Reitze began to pull on his shirt, coughed again and spotted it with crimson. Even so he needed a Camel, he wouldn't gain anything by kicking the habit now.

He let himself out of his room and went down to the laboratory. There was no sign of Westcote, Barnes or Newman, and he didn't think they would be showing up.

Caldecott and his ministers had been moved across to the other centre, the one where Royalty was housed, the final bastion. The last step to preserve life as Mankind knew it.

Sketchy reports were still filtering in from the States but now winter had hit them hard too. Whole settlements of throwbacks were reported dead and there had been outbreaks of the Coughing Death reported in New York, Los Angeles and Houston. Undoubtedly it was in a lot of other places, too, but the news had not come through.
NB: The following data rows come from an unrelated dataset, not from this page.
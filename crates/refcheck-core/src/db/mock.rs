//! Mock bibliographic source for testing.

use std::sync::Mutex;
use std::sync::atomic::{AtomicUsize, Ordering};
use std::time::Duration;

use super::{CandidateSource, SearchFuture, SourceError};
use crate::BibliographicCandidate;

/// A configurable mock response for [`MockSource`].
#[derive(Clone, Debug)]
pub enum MockResponse {
    /// Return these candidates as-is.
    Candidates(Vec<BibliographicCandidate>),
    /// Simulate a 429 rate-limit response.
    RateLimited { retry_after: Option<Duration> },
    /// Simulate a generic error.
    Error(String),
}

/// A hand-rolled mock implementing [`CandidateSource`] for tests.
///
/// Supports:
/// - A fixed response (used for every call), **or**
/// - A sequence of responses (one per call, repeating the last if exhausted).
/// - Optional per-call latency.
/// - Call counting and a log of the titles searched for.
pub struct MockSource {
    name: String,
    responses: Mutex<Vec<MockResponse>>,
    fallback: MockResponse,
    delay: Option<Duration>,
    call_count: AtomicUsize,
    queries: Mutex<Vec<String>>,
}

impl MockSource {
    /// Create a mock that always returns `response`.
    pub fn new(name: impl Into<String>, response: MockResponse) -> Self {
        Self {
            name: name.into(),
            responses: Mutex::new(Vec::new()),
            fallback: response,
            delay: None,
            call_count: AtomicUsize::new(0),
            queries: Mutex::new(Vec::new()),
        }
    }

    /// Create a mock that always returns `candidates`.
    pub fn returning(name: impl Into<String>, candidates: Vec<BibliographicCandidate>) -> Self {
        Self::new(name, MockResponse::Candidates(candidates))
    }

    /// Create a mock that returns responses in order, repeating the last one.
    pub fn with_sequence(name: impl Into<String>, mut responses: Vec<MockResponse>) -> Self {
        let fallback = responses
            .last()
            .cloned()
            .unwrap_or(MockResponse::Candidates(Vec::new()));
        // Reverse so the next response can be popped from the end.
        responses.reverse();
        Self {
            responses: Mutex::new(responses),
            ..Self::new(name, fallback)
        }
    }

    /// Set simulated network latency per call.
    pub fn with_delay(mut self, delay: Duration) -> Self {
        self.delay = Some(delay);
        self
    }

    /// How many times `search()` has been called.
    pub fn call_count(&self) -> usize {
        self.call_count.load(Ordering::SeqCst)
    }

    /// Titles passed to `search()`, in call order.
    pub fn queries(&self) -> Vec<String> {
        self.queries
            .lock()
            .map(|q| q.clone())
            .unwrap_or_default()
    }

    fn next_response(&self) -> MockResponse {
        let popped = self.responses.lock().ok().and_then(|mut seq| seq.pop());
        popped.unwrap_or_else(|| self.fallback.clone())
    }
}

impl CandidateSource for MockSource {
    fn name(&self) -> &str {
        &self.name
    }

    fn search<'a>(
        &'a self,
        title: &'a str,
        _client: &'a reqwest::Client,
        _timeout: Duration,
    ) -> SearchFuture<'a> {
        self.call_count.fetch_add(1, Ordering::SeqCst);
        if let Ok(mut q) = self.queries.lock() {
            q.push(title.to_string());
        }
        let response = self.next_response();
        let delay = self.delay;

        Box::pin(async move {
            if let Some(d) = delay {
                tokio::time::sleep(d).await;
            }

            match response {
                MockResponse::Candidates(candidates) => Ok(candidates),
                MockResponse::RateLimited { retry_after } => {
                    Err(SourceError::RateLimited { retry_after })
                }
                MockResponse::Error(msg) => Err(SourceError::Other(msg)),
            }
        })
    }
}
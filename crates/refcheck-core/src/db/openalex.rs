use super::{CandidateSource, SearchFuture, SourceError, phrase_query};
use crate::matching::order_retracted_first;
use crate::rate_limit::check_rate_limit_response;
use crate::{BibliographicCandidate, OPENALEX};
use std::time::Duration;

const WORKS_URL: &str = "https://api.openalex.org/works";
const PER_PAGE: usize = 25;

pub struct OpenAlex {
    pub api_key: Option<String>,
    pub mailto: Option<String>,
}

impl OpenAlex {
    fn search_url(&self, title: &str) -> String {
        let phrase = format!("\"{}\"", phrase_query(title));
        let mut url = format!(
            "{}?search={}&per-page={}",
            WORKS_URL,
            urlencoding::encode(&phrase),
            PER_PAGE
        );
        if let Some(key) = &self.api_key {
            url.push_str("&api_key=");
            url.push_str(&urlencoding::encode(key));
        }
        if let Some(mailto) = &self.mailto {
            url.push_str("&mailto=");
            url.push_str(&urlencoding::encode(mailto));
        }
        url
    }
}

impl CandidateSource for OpenAlex {
    fn name(&self) -> &str {
        OPENALEX
    }

    fn search<'a>(
        &'a self,
        title: &'a str,
        client: &'a reqwest::Client,
        timeout: Duration,
    ) -> SearchFuture<'a> {
        Box::pin(async move {
            let url = self.search_url(title);
            let resp = client.get(&url).timeout(timeout).send().await?;

            check_rate_limit_response(&resp)?;
            let status = resp.status();
            if !status.is_success() {
                return Err(SourceError::Other(format!("HTTP {}", status)));
            }

            let data: serde_json::Value = resp.json().await?;
            Ok(parse_openalex_response(&data))
        })
    }
}

/// Map an OpenAlex `/works` response to candidates, retracted first.
pub(crate) fn parse_openalex_response(data: &serde_json::Value) -> Vec<BibliographicCandidate> {
    let results = data["results"].as_array().cloned().unwrap_or_default();

    let mut candidates: Vec<BibliographicCandidate> = results
        .iter()
        .filter_map(|item| {
            let title = item["title"].as_str()?.replace('\n', " ");
            let authors = item["authorships"]
                .as_array()
                .map(|arr| {
                    arr.iter()
                        .filter_map(|a| a["author"]["display_name"].as_str().map(String::from))
                        .collect()
                })
                .unwrap_or_default();
            Some(BibliographicCandidate {
                title,
                year: item["publication_year"]
                    .as_i64()
                    .and_then(|y| i32::try_from(y).ok()),
                authors,
                venue: item["primary_location"]["source"]["display_name"]
                    .as_str()
                    .map(String::from),
                is_retracted: item["is_retracted"].as_bool().unwrap_or(false),
                source: OPENALEX.to_string(),
            })
        })
        .collect();

    order_retracted_first(&mut candidates);
    candidates
}

#[cfg(test)]
mod tests {
    use super::*;
    use serde_json::json;

    #[test]
    fn parses_works_and_orders_retracted_first() {
        let data = json!({
            "meta": {"count": 2},
            "results": [
                {
                    "title": "Deep learning",
                    "publication_year": 2015,
                    "authorships": [
                        {"author": {"display_name": "Yann LeCun"}},
                        {"author": {"display_name": "Yoshua Bengio"}}
                    ],
                    "primary_location": {"source": {"display_name": "Nature"}},
                    "is_retracted": false
                },
                {
                    "title": "Deep learning\nrevisited",
                    "publication_year": 2019,
                    "authorships": [],
                    "primary_location": null,
                    "is_retracted": true
                },
                {"title": null, "publication_year": 2001}
            ]
        });
        let cands = parse_openalex_response(&data);
        assert_eq!(cands.len(), 2);
        assert_eq!(cands[0].title, "Deep learning revisited");
        assert!(cands[0].is_retracted);
        assert_eq!(cands[0].venue, None);
        assert_eq!(cands[1].year, Some(2015));
        assert_eq!(cands[1].authors, vec!["Yann LeCun", "Yoshua Bengio"]);
        assert_eq!(cands[1].venue.as_deref(), Some("Nature"));
        assert_eq!(cands[1].source, OPENALEX);
    }

    #[test]
    fn empty_response_yields_no_candidates() {
        assert!(parse_openalex_response(&json!({})).is_empty());
    }

    #[test]
    fn search_url_quotes_phrase_and_appends_credentials() {
        let source = OpenAlex {
            api_key: Some("k3y".into()),
            mailto: Some("me@example.org".into()),
        };
        let url = source.search_url("Attention is all you need.");
        assert!(url.starts_with("https://api.openalex.org/works?search=%22Attention%20is%20all%20you%20need%22"));
        assert!(url.contains("&api_key=k3y"));
        assert!(url.contains("&mailto=me%40example.org"));
    }
}
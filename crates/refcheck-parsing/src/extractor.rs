use std::path::Path;

use refcheck_core::{Reference, SpanSource, TextSpan};

use crate::config::ParsingConfig;
use crate::fields::parse_fields;
use crate::identifiers::find_links;
use crate::layout::document_lines;
use crate::sanitize::sanitize;
use crate::segment::ReferenceSegmenter;
use crate::ParsingError;

/// A configurable reference extraction pipeline.
///
/// Holds a [`ParsingConfig`] and exposes each pipeline step as a method.
/// The default constructor uses built-in defaults; use
/// [`ReferenceExtractor::with_config`] to inject a dictionary or heading words.
pub struct ReferenceExtractor {
    config: ParsingConfig,
}

impl Default for ReferenceExtractor {
    fn default() -> Self {
        Self::new()
    }
}

impl ReferenceExtractor {
    /// Create an extractor with default configuration.
    pub fn new() -> Self {
        Self {
            config: ParsingConfig::default(),
        }
    }

    /// Create an extractor with a custom configuration.
    pub fn with_config(config: ParsingConfig) -> Self {
        Self { config }
    }

    /// Get a reference to the current config.
    pub fn config(&self) -> &ParsingConfig {
        &self.config
    }

    /// Rebuild logical lines from per-page spans (step 1).
    pub fn lines_from_pages(&self, pages: Vec<Vec<TextSpan>>) -> impl Iterator<Item = String> {
        document_lines(pages)
    }

    /// Group logical lines into accent-fixed raw entries (steps 2 and 3).
    pub fn segment<I>(&self, lines: I) -> ReferenceSegmenter<'_, I>
    where
        I: Iterator<Item = String>,
    {
        ReferenceSegmenter::new(lines, &self.config)
    }

    /// Sanitize one raw entry and pull out its links and fields (step 4).
    ///
    /// `number` is the entry's 1-based position in the document.
    pub fn parse_reference(&self, raw: &str, number: usize) -> Reference {
        let citation = sanitize(raw);
        Reference {
            links: find_links(&citation),
            parsed: parse_fields(&citation, self.config.current_year()),
            raw_citation: citation,
            original_number: number,
        }
    }

    /// Run the pipeline on spans that were already extracted.
    pub fn extract_from_pages(&self, pages: Vec<Vec<TextSpan>>) -> Vec<Reference> {
        self.segment(self.lines_from_pages(pages))
            .enumerate()
            .map(|(i, raw)| self.parse_reference(&raw, i + 1))
            .collect()
    }

    /// Extract spans from `path` with `backend`, then run the pipeline.
    pub fn extract_references_via_backend(
        &self,
        path: &Path,
        backend: &dyn SpanSource,
    ) -> Result<Vec<Reference>, ParsingError> {
        let pages = backend.extract_pages(path)?;
        let span_count: usize = pages.iter().map(Vec::len).sum();
        let refs = self.extract_from_pages(pages);
        tracing::debug!(
            path = %path.display(),
            spans = span_count,
            references = refs.len(),
            "extracted references"
        );
        Ok(refs)
    }
}
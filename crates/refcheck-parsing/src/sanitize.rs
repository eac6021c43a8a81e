//! Normalization applied to every reference entry before field extraction.

/// Typographic double quotes mapped to `"`.
const DOUBLE_QUOTES: [char; 6] = ['\u{201C}', '\u{201D}', '\u{201E}', '\u{201F}', '\u{AB}', '\u{BB}'];

/// Replace typographic double quotes with `"` and collapse runs of spaces.
///
/// Idempotent: `sanitize(&sanitize(x)) == sanitize(x)`.
pub fn sanitize(entry: &str) -> String {
    let mut out = String::with_capacity(entry.len());
    for c in entry.chars() {
        let c = if DOUBLE_QUOTES.contains(&c) { '"' } else { c };
        if c == ' ' && out.ends_with(' ') {
            continue;
        }
        out.push(c);
    }
    out
}

#[cfg(test)]
mod tests {
    use super::*;

    #[test]
    fn normalizes_quotes() {
        assert_eq!(
            sanitize("A. Ortega, \u{201C}Cacao,\u{201D} \u{AB}x\u{BB} \u{201E}y\u{201F}"),
            "A. Ortega, \"Cacao,\" \"x\" \"y\""
        );
    }

    #[test]
    fn collapses_spaces_but_not_other_whitespace() {
        assert_eq!(sanitize("a  b     c"), "a b c");
        assert_eq!(sanitize("a\t\tb"), "a\t\tb");
        assert_eq!(sanitize("trailing   "), "trailing ");
    }

    #[test]
    fn idempotent() {
        let samples = [
            "[1]Mystakidis, Stylianos. \"Metaverse.\" Encyclopedia 2, no.  1 (2022): 486-497. ",
            "  \u{201C}quoted\u{201D}   text  ",
            "",
            "   ",
        ];
        for s in samples {
            let once = sanitize(s);
            assert_eq!(sanitize(&once), once);
        }
    }
}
Maybe nobody really wanted to know.

The Professor's lips tightened into a bloodless slit, those eyes behind the rimless lenses were no longer expressionless. He crossed to the first experimental chamber, peered in through the tiny window. One of them was stiH alive; two lay dead on the floor, their bodies streaked with pink phlegm as though haemorrhaging snails had crawled all over them. The third was sitting propped up against the far wall; for him time was running out too.

Reitze went to one of the cupboards, unlocked it and took down a red-labelled bottle, filled a syringe from it. He laughed softly to himself, heard his lungs rattle. There wasn't much time left for any of them.

There was fear in the captive's eyes when Reitze opened the door, sheer terror that had those twin orbs rolling right up until only the whites were visible, arms and legs twitching, the nearest they could get to crazy headlong flight. A rush of liquid anal wind. The bastard knows, Reitze thought. He might be the equivalent of a Stone Age man but he knows just what I'm going to do to him.